Task to complete:
Word for word, restate the lines from the start of the data down to the line with "pub use revert::RevertData;", both included.

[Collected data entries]
--*--

//! Durable chain state for volt: segmented append-only block and revert
//! stores, a sled-backed metadata index, and the in-memory UTXO set.

mod config;
mod index;
mod meta;
mod revert;
mod segment;
mod service;
mod utxo;

pub mod util;

use thiserror::Error;

pub use config::Config;
pub use index::BlockIndex;
pub use meta::{BlockMetadata, BlockStatus, TransactionMetadata};
pub use revert::RevertData;
pub use segment::{SegmentStore, StoragePointer, MAX_SEGMENT_BYTES};
pub use service::PersistenceService;
pub use utxo::{Utxo, UtxoSet};

/// A boxed error at a subsystem boundary.
pub type BoxError = Box<dyn std::error::Error + Send + Sync + 'static>;

/// Errors from the persistence layer.
///
/// `Io` and `Database` failures are not locally recoverable: callers log,
/// refuse further writes, and shut the node down rather than risk silent
/// divergence. `Corruption` means a stored record failed its magic or framing
/// check and must not be served.
#[derive(Error, Debug)]
pub enum StateError {
    /// An I/O failure in a segment store.
    #[error("storage io error: {0}")]
    Io(#[from] std::io::Error),

    /// A stored record failed its magic or framing check.
    #[error("storage corruption: {0}")]
    Corruption(&'static str),

    /// A persisted value failed to decode.
    #[error("storage decoding error: {0}")]
    Serialization(#[from] volt_chain::SerializationError),

    /// The metadata key-value store failed.
    #[error("metadata store error: {0}")]
    Database(#[from] sled::Error),

    /// A pointer or hash referenced data that is not present.
    #[error("referenced data is not present in the store")]
    NotFound,
}
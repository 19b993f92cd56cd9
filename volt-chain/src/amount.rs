//! Coin amounts.
//!
//! Output values are unsigned 64-bit counts of base units. On the wire an
//! amount is a fixed 8-byte **big-endian** field, unlike the little-endian
//! integers elsewhere in the encoding.

use byteorder::{BigEndian, ReadBytesExt, WriteBytesExt};
use thiserror::Error;

use crate::{SerializationError, WireDeserialize, WireSerialize};

#[cfg(any(test, feature = "proptest-impl"))]
use proptest_derive::Arbitrary;

/// Base units per whole coin.
pub const COIN: u64 = 100_000_000;

/// An amount of base units.
#[derive(
    Copy, Clone, Debug, Default, Eq, PartialEq, Ord, PartialOrd, Hash, Serialize, Deserialize,
)]
#[cfg_attr(any(test, feature = "proptest-impl"), derive(Arbitrary))]
pub struct Amount(u64);

/// Arithmetic errors on amounts.
#[derive(Error, Debug, Clone, Copy, PartialEq, Eq)]
pub enum Error {
    /// Amount addition overflowed u64.
    #[error("amount overflowed")]
    Overflow,
    /// Amount subtraction went below zero.
    #[error("amount underflowed")]
    Underflow,
}

impl Amount {
    /// The zero amount.
    pub const fn zero() -> Amount {
        Amount(0)
    }

    /// Wrap a raw count of base units.
    pub const fn from_units(units: u64) -> Amount {
        Amount(units)
    }

    /// The raw count of base units.
    pub fn value(&self) -> u64 {
        self.0
    }

    /// Checked addition.
    pub fn checked_add(self, rhs: Amount) -> Result<Amount, Error> {
        self.0
            .checked_add(rhs.0)
            .map(Amount)
            .ok_or(Error::Overflow)
    }

    /// Checked subtraction.
    pub fn checked_sub(self, rhs: Amount) -> Result<Amount, Error> {
        self.0
            .checked_sub(rhs.0)
            .map(Amount)
            .ok_or(Error::Underflow)
    }

    /// Checked sum over an iterator of amounts.
    pub fn sum(amounts: impl IntoIterator<Item = Amount>) -> Result<Amount, Error> {
        amounts
            .into_iter()
            .try_fold(Amount::zero(), Amount::checked_add)
    }
}

impl std::fmt::Display for Amount {
    fn fmt(&self, f: &mut std::fmt::Formatter<'_>) -> std::fmt::Result {
        write!(f, "{}.{:08}", self.0 / COIN, self.0 % COIN)
    }
}

impl WireSerialize for Amount {
    fn wire_serialize<W>(&self, mut target: W) -> Result<(), std::io::Error>
    where
        W: std::io::Write,
    {
        target.write_u64::<BigEndian>(self.0)
    }
}

impl WireDeserialize for Amount {
    fn wire_deserialize<R: std::io::Read>(mut reader: R) -> Result<Self, SerializationError> {
        Ok(Amount(reader.read_u64::<BigEndian>()?))
    }
}
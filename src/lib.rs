#![cfg(target_arch = "wasm32")]
use std::cell::RefCell;
use std::rc::Rc;

use instant::Instant;
use wasm_bindgen::prelude::*;
use wasm_bindgen::JsCast;
use wasm_bindgen_futures::spawn_local;
use web_sys as web;

use crate::constants::*;
use crate::core::{standard_layers, Director, InteractionTracker, SECTION_KEYS};
use crate::frame::{FrameContext, LayerSurface};

mod constants;
mod core;
mod dom;
mod events;
mod frame;
mod render;

#[wasm_bindgen(start)]
pub fn start() -> Result<(), JsValue> {
    console_error_panic_hook::set_once();
    console_log::init_with_level(log::Level::Info).ok();
    log::info!("vib3-backdrop starting");

    spawn_local(async move {
        if let Err(e) = init().await {
            log::error!("init error: {:?}", e);
        }
    });
    Ok(())
}

async fn init() -> anyhow::Result<()> {
    let window = web::window().ok_or_else(|| anyhow::anyhow!("no window"))?;
    let document = window
        .document()
        .ok_or_else(|| anyhow::anyhow!("no document"))?;

    let director = Rc::new(RefCell::new(Director::new()));
    let tracker = Rc::new(RefCell::new(InteractionTracker::new()));

    // One canvas per standard layer, registered under the layer's id.
    let mut pending: Vec<(&'static str, web::HtmlCanvasElement)> = Vec::new();
    for spec in standard_layers() {
        let id = spec.id;
        let canvas = match id {
            "header" => dom::create_layer_canvas(&document, HEADER_CANVAS_ID, HEADER_Z_INDEX)?,
            "content" => dom::create_layer_canvas(&document, CONTENT_CANVAS_ID, CONTENT_Z_INDEX)?,
            "ambient" => dom::create_layer_canvas(&document, AMBIENT_CANVAS_ID, AMBIENT_Z_INDEX)?,
            "accent" => dom::create_corner_canvas(
                &document,
                ACCENT_CANVAS_ID,
                ACCENT_Z_INDEX,
                ACCENT_WIDTH_PX,
                ACCENT_HEIGHT_PX,
            )?,
            other => {
                log::warn!("no canvas mapping for layer '{other}', skipping");
                continue;
            }
        };
        dom::sync_canvas_backing_size(&canvas);
        director.borrow_mut().add_instance(spec);
        pending.push((id, canvas));
    }

    // Land on the section named in the URL hash when it is a known one.
    let initial = events::current_hash_section()
        .filter(|s| SECTION_KEYS.contains(&s.as_str()))
        .unwrap_or_else(|| INITIAL_SECTION.to_owned());
    director.borrow_mut().apply_master_style(&initial);

    events::wire_pointer_tracking(tracker.clone(), director.clone());
    events::wire_scroll_tracking(tracker.clone(), director.clone());
    events::wire_navigation(&document, director.clone());
    events::wire_global_keydown(director.clone());
    wire_canvas_resize(pending.iter().map(|(_, c)| c.clone()).collect());

    let mut layers = Vec::new();
    for (id, canvas) in pending {
        if let Some(gpu) = frame::init_gpu(&canvas).await {
            layers.push(LayerSurface { id, canvas, gpu });
        }
    }
    if layers.is_empty() {
        log::error!("no layer acquired a WebGPU surface; backdrop stays blank");
    }

    let frame_ctx = Rc::new(RefCell::new(FrameContext {
        director,
        tracker,
        layers,
        last_instant: Instant::now(),
    }));
    frame::start_loop(frame_ctx);

    Ok(())
}

fn wire_canvas_resize(canvases: Vec<web::HtmlCanvasElement>) {
    let closure = Closure::wrap(Box::new(move || {
        for canvas in &canvases {
            dom::sync_canvas_backing_size(canvas);
        }
    }) as Box<dyn FnMut()>);
    if let Some(window) = web::window() {
        _ = window
            .add_event_listener_with_callback("resize", closure.as_ref().unchecked_ref());
    }
    closure.forget();
}
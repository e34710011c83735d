use std::cell::RefCell;
use std::rc::Rc;

use wasm_bindgen::JsCast;
use web_sys as web;

use crate::core::{Director, EventKind, InteractionTracker, MouseSample};

/// Feed raw pointer movement into the tracker and apply the per-instance
/// mouse reactions on every sample.
pub fn wire_pointer_tracking(
    tracker: Rc<RefCell<InteractionTracker>>,
    director: Rc<RefCell<Director>>,
) {
    let closure = wasm_bindgen::closure::Closure::wrap(Box::new(move |ev: web::MouseEvent| {
        let sample = MouseSample {
            x: ev.client_x() as f32,
            y: ev.client_y() as f32,
            timestamp_ms: js_sys::Date::now(),
        };
        let frame = {
            let mut t = tracker.borrow_mut();
            t.on_mouse_sample(sample);
            t.signal_frame()
        };
        director
            .borrow_mut()
            .apply_reactive(EventKind::MouseMoveTick, &frame);
    }) as Box<dyn FnMut(_)>);

    if let Some(wnd) = web::window() {
        _ = wnd.add_event_listener_with_callback("mousemove", closure.as_ref().unchecked_ref());
    }
    closure.forget();
}
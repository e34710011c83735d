/// One-shot, un-tweened mutation commands applied across instances.
///
/// Each command is checked against the target instance's allow-list;
/// unpermitted commands are logged and ignored rather than failing.
#[derive(Clone, Debug, PartialEq)]
pub enum GlobalEffect {
    /// Complement the live base color componentwise.
    InvertColors,
    /// Scale the live grid density, clamped to its valid range.
    MultiplyGridDensity { factor: f32 },
    /// Advance the live geometry to the next variant.
    CycleGeometry,
    /// Exchange two instances' entire configuration and rule set.
    SwapInstanceConfigs { first: String, second: String },
}
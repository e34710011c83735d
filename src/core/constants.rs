// Engine tuning constants shared by the resolver, tracker and reactive path.
//
// These express intended behavior (valid parameter ranges, decay time
// constants, velocity-to-delta mappings) and keep magic numbers out of the
// code.

// Valid ranges for the scalar visual parameters. Resolution and the global
// effects clamp into these; reactive rules carry their own tighter clamps.
pub const GRID_DENSITY_RANGE: (f32, f32) = (4.0, 25.0);
pub const MORPH_FACTOR_RANGE: (f32, f32) = (0.0, 1.0);
pub const DIMENSION_RANGE: (f32, f32) = (3.0, 4.8);
pub const GLITCH_INTENSITY_RANGE: (f32, f32) = (0.0, 1.0);
pub const ROTATION_SPEED_RANGE: (f32, f32) = (0.0, 2.0);
pub const INTENSITY_RANGE: (f32, f32) = (0.0, 1.5);

// Exponential decay rates for the interaction velocity signals, applied once
// per frame as `v *= (-dt * rate).exp()`.
pub const MOUSE_VELOCITY_DECAY_PER_SEC: f32 = 3.0;
pub const SCROLL_VELOCITY_DECAY_PER_SEC: f32 = 2.2;

// Normalisation applied to the raw velocities before they feed the master
// deltas: mouse velocity is px/ms, scroll velocity is px per event.
pub const MOUSE_VELOCITY_NORM: f32 = 0.05;
pub const SCROLL_VELOCITY_NORM: f32 = 0.01;

// Spans of the per-tick master deltas derived from the normalised velocities.
pub const GRID_DELTA_SPAN: f32 = 2.0;
pub const MORPH_DELTA_SPAN: f32 = 0.05;
pub const GLITCH_DELTA_SPAN: f32 = 0.05;
pub const ROTATION_DELTA_SPAN: f32 = 0.1;
pub const INTENSITY_DELTA_SPAN: f32 = 0.1;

--*--

Finished task:
//! Durable chain state for volt: segmented append-only block and revert
//! stores, a sled-backed metadata index, and the in-memory UTXO set.

mod config;
mod index;
mod meta;
mod revert;
mod segment;
mod service;
mod utxo;

pub mod util;

use thiserror::Error;

pub use config::Config;
pub use index::BlockIndex;
pub use meta::{BlockMetadata, BlockStatus, TransactionMetadata};
pub use revert::RevertData;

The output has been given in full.